Memory and parallelism tuning

nalepae / pandarallel

A simple and efficient tool to parallelize Pandas operations on all available CPUs

https://nalepae.github.io/pandarallel

BSD 3-Clause "New" or "Revised" License

3.59k stars 208 forks source link

Memory and parallelism tuning #230

Open jamessmith123456 opened 1 year ago

jamessmith123456 commented 1 year ago

（1）It seems that memory issues cannot be solved when there is a large amount of data. （2）If the parallelism is 20, the original data will be copied in 20 copies？（3）How can I solve the coordination relationship between memory and CPU to set the optimal parameters，please?

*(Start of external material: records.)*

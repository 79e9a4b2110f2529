use std::fs::{OpenOptions, create_dir_all};
use std::path::{Path, PathBuf};
use std::process::Command;

use chrono::{DateTime, Utc};
use serde::Serialize;

use testweave_eval::ContextualComplianceReport;

use crate::atomic::{write_bytes_atomic, write_json_atomic};
use crate::settings::Settings;

use super::RegistryResult;

pub const COMPLIANCE_FILE: &str = "compliance.json";
pub const REPORT_FILE: &str = "report.md";

/// Input files a validation run was started with.
#[derive(Debug, Clone, Serialize)]
pub struct RunInputs {
    pub records: PathBuf,
    pub context: Option<PathBuf>,
    pub rules: Option<PathBuf>,
}

/// Metadata captured at run start.
#[derive(Debug, Clone)]
pub struct RunContext {
    pub run_id: String,
    pub started_at: DateTime<Utc>,
    pub command: String,
    pub strict: bool,
    pub run_dir: PathBuf,
    pub out: Option<PathBuf>,
    pub inputs: RunInputs,
    pub settings: Settings,
}

/// JSON config written to each run directory.
#[derive(Debug, Serialize)]
pub struct RunConfig {
    pub run_id: String,
    pub started_at: String,
    pub command: String,
    pub strict: bool,
    pub inputs: RunInputs,
    pub settings: Settings,
    pub git: GitInfo,
}

/// Git metadata for reproducibility.
#[derive(Debug, Serialize)]
pub struct GitInfo {
    pub commit: Option<String>,
    pub dirty: Option<bool>,
}

/// Paths for run artifacts.
#[derive(Debug, Clone)]
pub struct RunPaths {
    pub root: PathBuf,
    pub config_path: PathBuf,
    pub logs_path: PathBuf,
    pub compliance_path: PathBuf,
    pub report_path: PathBuf,
}

/// Create `<run_dir>/<timestamp>__<run_id>/` with `config.json` and an empty
/// `logs.ndjson`.
pub fn start_run(ctx: &RunContext) -> RegistryResult<RunPaths> {
    let timestamp = ctx.started_at.format("%Y-%m-%dT%H-%M-%SZ").to_string();
    let root = ctx.run_dir.join(format!("{timestamp}__{}", ctx.run_id));
    create_dir_all(&root)?;

    let paths = RunPaths {
        config_path: root.join("config.json"),
        logs_path: root.join("logs.ndjson"),
        compliance_path: root.join(COMPLIANCE_FILE),
        report_path: root.join(REPORT_FILE),
        root,
    };

    let config = RunConfig {
        run_id: ctx.run_id.clone(),
        started_at: ctx.started_at.to_rfc3339(),
        command: ctx.command.clone(),
        strict: ctx.strict,
        inputs: ctx.inputs.clone(),
        settings: ctx.settings.clone(),
        git: collect_git_info(),
    };
    write_json_atomic(&paths.config_path, &config)?;

    OpenOptions::new()
        .create(true)
        .append(true)
        .open(&paths.logs_path)?;

    Ok(paths)
}

/// Write `compliance.json` and `report.md` into the run directory and, when
/// given, into `out_dir` as well.
pub fn write_validation(
    paths: &RunPaths,
    report: &ContextualComplianceReport,
    markdown: &str,
    out_dir: Option<&Path>,
) -> RegistryResult<()> {
    write_json_atomic(&paths.compliance_path, report)?;
    write_bytes_atomic(&paths.report_path, markdown.as_bytes())?;

    if let Some(out_dir) = out_dir {
        write_json_atomic(&out_dir.join(COMPLIANCE_FILE), report)?;
        write_bytes_atomic(&out_dir.join(REPORT_FILE), markdown.as_bytes())?;
    }

    Ok(())
}

pub fn collect_git_info() -> GitInfo {
    let commit = Command::new("git")
        .args(["rev-parse", "HEAD"])
        .output()
        .ok()
        .filter(|output| output.status.success())
        .map(|output| String::from_utf8_lossy(&output.stdout).trim().to_string())
        .filter(|value| !value.is_empty());

    let dirty = Command::new("git")
        .args(["status", "--porcelain"])
        .output()
        .ok()
        .filter(|output| output.status.success())
        .map(|output| !output.stdout.is_empty());

    GitInfo { commit, dirty }
}

#[cfg(test)]
mod tests {
    use testweave_core::new_id;
    use testweave_eval::{ComplianceValidator, ValidationContext, render_report};

    use super::*;

    #[test]
    fn run_directory_holds_config_logs_and_reports() {
        let base = std::env::temp_dir().join(new_id("testweave_runs"));
        let ctx = RunContext {
            run_id: new_id("run"),
            started_at: Utc::now(),
            command: "validate".to_string(),
            strict: false,
            run_dir: base.join("runs"),
            out: None,
            inputs: RunInputs {
                records: PathBuf::from("records.json"),
                context: None,
                rules: None,
            },
            settings: Settings::default(),
        };

        let paths = start_run(&ctx).expect("start run");
        assert!(paths.config_path.exists());
        assert!(paths.logs_path.exists());
        let dir_name = paths
            .root
            .file_name()
            .map(|name| name.to_string_lossy().to_string())
            .unwrap_or_default();
        assert!(dir_name.ends_with(&format!("__{}", ctx.run_id)));

        let config: serde_json::Value =
            serde_json::from_str(&std::fs::read_to_string(&paths.config_path).expect("read"))
                .expect("config json");
        assert_eq!(config["command"], "validate");
        assert_eq!(config["settings"]["cache"]["max_size"], 1000);

        let report = ComplianceValidator::default()
            .validate_contextual_compliance(&[], &ValidationContext::default());
        let markdown = render_report(&report, 5);
        let out = base.join("out");
        write_validation(&paths, &report, &markdown, Some(&out)).expect("write");

        assert!(paths.compliance_path.exists());
        assert_eq!(
            std::fs::read_to_string(out.join(REPORT_FILE)).expect("report"),
            markdown
        );

        std::fs::remove_dir_all(&base).ok();
    }
}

nalepae commented 1 year ago

(1): Pandarallel basically doubles the amount of needed memory, as stated in the documentation:

pandarallel gets around this limitation by using all cores of your computer. But, in return, pandarallel need twice the memory that standard pandas operation would normally use.

(2): No, the original data will be copied only once, whatever the parallelism.

(3): There is no coordination relationship between CPU and memory (cf (2))

SysuJayce commented 1 year ago

(1): Pandarallel basically doubles the amount of needed memory, as stated in the documentation:

pandarallel gets around this limitation by using all cores of your computer. But, in return, pandarallel need twice the memory that standard pandas operation would normally use.

(2): No, the original data will be copied only once, whatever the parallelism.

(3): There is no coordination relationship between CPU and memory (cf (2))

hi @nalepae , if the amount of data is quite large, how can we boost the preparation before apply()?

If I have 100GB data read in memory, I have to wait a long time before the apply start

nalepae commented 5 months ago

Pandaral·lel is looking for a maintainer! If you are interested, please open an GitHub issue.

shermansiu commented 2 months ago

@SysuJayce, what do you mean by "boosting the preparation"?

If you are memory-bound, I would suggest breaking up your dataframe into smaller shards and applying your function to each shard.

Do you have any other problems? If not, I would like to close this issue.